L'acqua è un bene comune

Chi segue Niente Barriere sa che più di una volta mi sono occupato di acqua. L'acqua è il bene più prezioso che ci sia in natura, non a caso viene anche definito l'Oro Bianco. Nel prossimo futuro le guerre saranno combattute per accaparrarsi preziose riserve di acqua. Inoltre noi esseri umani siamo fatti in gran parte di acqua. L'Italia è una delle nazioni occidentali che più fa uso di acqua minerale, venduta in bottiglia (ne beviamo quasi 190 litri a testa all'anno, in media.)





La rete idrica italiana è famosa per l'immenso quantitativo che viene sprecato ogni giorno. La politica afferma che per sanare tutti questi sprechi bisogna fare in modo che la gestione dell'acqua pubblica venga data in mano a privati. La privatizzazione dell'acqua in Italia è iniziata negli anni '90, e l'ultimo decreto sull'acqua porta la firma del Ministro Ronchi nel novembre 2009, e ha scatenato già un giro di affari mostruoso, che vede in prima linea il semplice cittadino, derubato di un bene comune, il quale che deve soltanto assistere impassibile e preoccuparsi di sborsare un mucchio di soldi, tra bollette e supermercato, per compensare "la sete di denaro" di questi avidi personaggi.

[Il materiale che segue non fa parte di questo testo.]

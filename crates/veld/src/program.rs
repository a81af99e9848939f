//! The bound program: the per-function body table the driver lowers in
//! place.
//!
//! The binder produces one [`BoundFunction`] per declared function, in
//! declaration order, each holding the structured body it bound. The driver
//! calls [`BoundProgram::lower`] once, after which every body is a flat
//! block ready for the emitter.

use std::rc::Rc;

use crate::{
    bound::BoundStatement,
    label::LabelAllocator,
    lower::Lowerer,
    span::TextSpan,
    symbols::FunctionSymbol,
    trace::LowerTracer,
};

/// A function together with its (structured or lowered) body.
#[derive(Debug, Clone, serde::Serialize)]
pub struct BoundFunction {
    pub symbol: Rc<FunctionSymbol>,
    pub body: BoundStatement,
}

/// All functions of a compilation unit, in declaration order.
#[derive(Debug, Clone, Default, serde::Serialize)]
pub struct BoundProgram {
    pub functions: Vec<BoundFunction>,
}

impl BoundProgram {
    #[must_use]
    pub fn new(functions: Vec<BoundFunction>) -> Self {
        Self { functions }
    }

    /// Looks up a function's body by symbol identity.
    #[must_use]
    pub fn body_of(&self, symbol: &Rc<FunctionSymbol>) -> Option<&BoundStatement> {
        self.functions
            .iter()
            .find(|function| Rc::ptr_eq(&function.symbol, symbol))
            .map(|function| &function.body)
    }

    /// Lowers every function body in place. One allocator serves the whole
    /// program, so labels stay unique across functions.
    pub fn lower(&mut self, labels: &mut LabelAllocator) {
        let mut lowerer = Lowerer::new(labels);
        self.lower_with(&mut lowerer);
    }

    /// Like [`BoundProgram::lower`], with a caller-supplied lowerer (and
    /// therefore tracer).
    pub fn lower_with<T: LowerTracer>(&mut self, lowerer: &mut Lowerer<'_, T>) {
        for function in &mut self.functions {
            let body = std::mem::replace(
                &mut function.body,
                BoundStatement::Block {
                    statements: vec![],
                    span: TextSpan::EMPTY,
                },
            );
            function.body = lowerer.lower(&function.symbol, body);
        }
    }
}

#[cfg(test)]
mod tests {
    use super::*;
    use crate::{
        bound::{BoundExpression, LiteralValue},
        builtins,
    };

    fn int_function(name: &str, value: i32) -> BoundFunction {
        BoundFunction {
            symbol: FunctionSymbol::new(name, vec![], builtins::int(), true),
            body: BoundStatement::Block {
                statements: vec![BoundStatement::Return {
                    expression: Some(BoundExpression::Literal {
                        value: LiteralValue::Int(value),
                        span: TextSpan::EMPTY,
                    }),
                    span: TextSpan::EMPTY,
                }],
                span: TextSpan::EMPTY,
            },
        }
    }

    #[test]
    fn lowers_every_body_in_place() {
        let mut program = BoundProgram::new(vec![int_function("a", 1), int_function("b", 2)]);
        let mut labels = LabelAllocator::new();
        program.lower(&mut labels);

        for function in &program.functions {
            let BoundStatement::Block { statements, .. } = &function.body else {
                panic!("lowered body is a block");
            };
            assert_eq!(statements.len(), 1);
            assert!(matches!(statements[0], BoundStatement::Return { .. }));
        }
    }

    #[test]
    fn body_lookup_is_by_symbol_identity() {
        let program = BoundProgram::new(vec![int_function("a", 1)]);
        let symbol = program.functions[0].symbol.clone();
        assert!(program.body_of(&symbol).is_some());

        let twin = FunctionSymbol::new("a", vec![], builtins::int(), true);
        assert!(program.body_of(&twin).is_none());
    }
}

Pubblico il video e il testo dell'intervista (che ho trovato nel Blog di Beppe Grillo) di Paolo Carsetti, segretario del Forum italiano dei movimenti per l'acqua. Inoltre vi ricordo che il prossimo V3Day, organizzato dal Blog di Beppe Grillo, si svolgerà l'8 Maggio 2010 e avrà per tema proprio l'acqua. Lì si cercherà di sensibilizzare maggiormente gli Italiani, e si potranno raccogliere le firme per chiedere un Referendum che faccia tornare a tutti gli italiani, un bene di tutti, come l'acqua.

Io aderirò di sicuro e voi?


"Sono Paolo Carsetti, il segretario del Forum italiano dei movimenti per l’acqua, una rete di associazioni, comitati territoriali, organizzazioni sindacali, sta insieme dal 2006, perché conduce una battaglia rispetto alla gestione pubblica dell’acqua e intende far riconoscere un diritto umano universale.
Abbiamo iniziato redigendo una legge di iniziativa popolare, a fine 2006 e raccogliendo più di 400 mila firme. Ora la legge è in discussione in Parlamento e. visto il quadro parlamentare – istituzionale, non gode di grande sostegno da parte dei partiti presenti in Parlamento e giace in un cassetto. Abbiamo promosso la prima manifestazione per l’acqua pubblica in Italia, il primo dicembre 2007, a cui hanno partecipato più di 40 mila persone, ora stiamo conducendo campagne a livello nazionale tramite tutti i comitati territoriali, realtà associative e sociali, perché crediamo che questo sia l’unico modo per garantire un diritto e un servizio a tutta la popolazione.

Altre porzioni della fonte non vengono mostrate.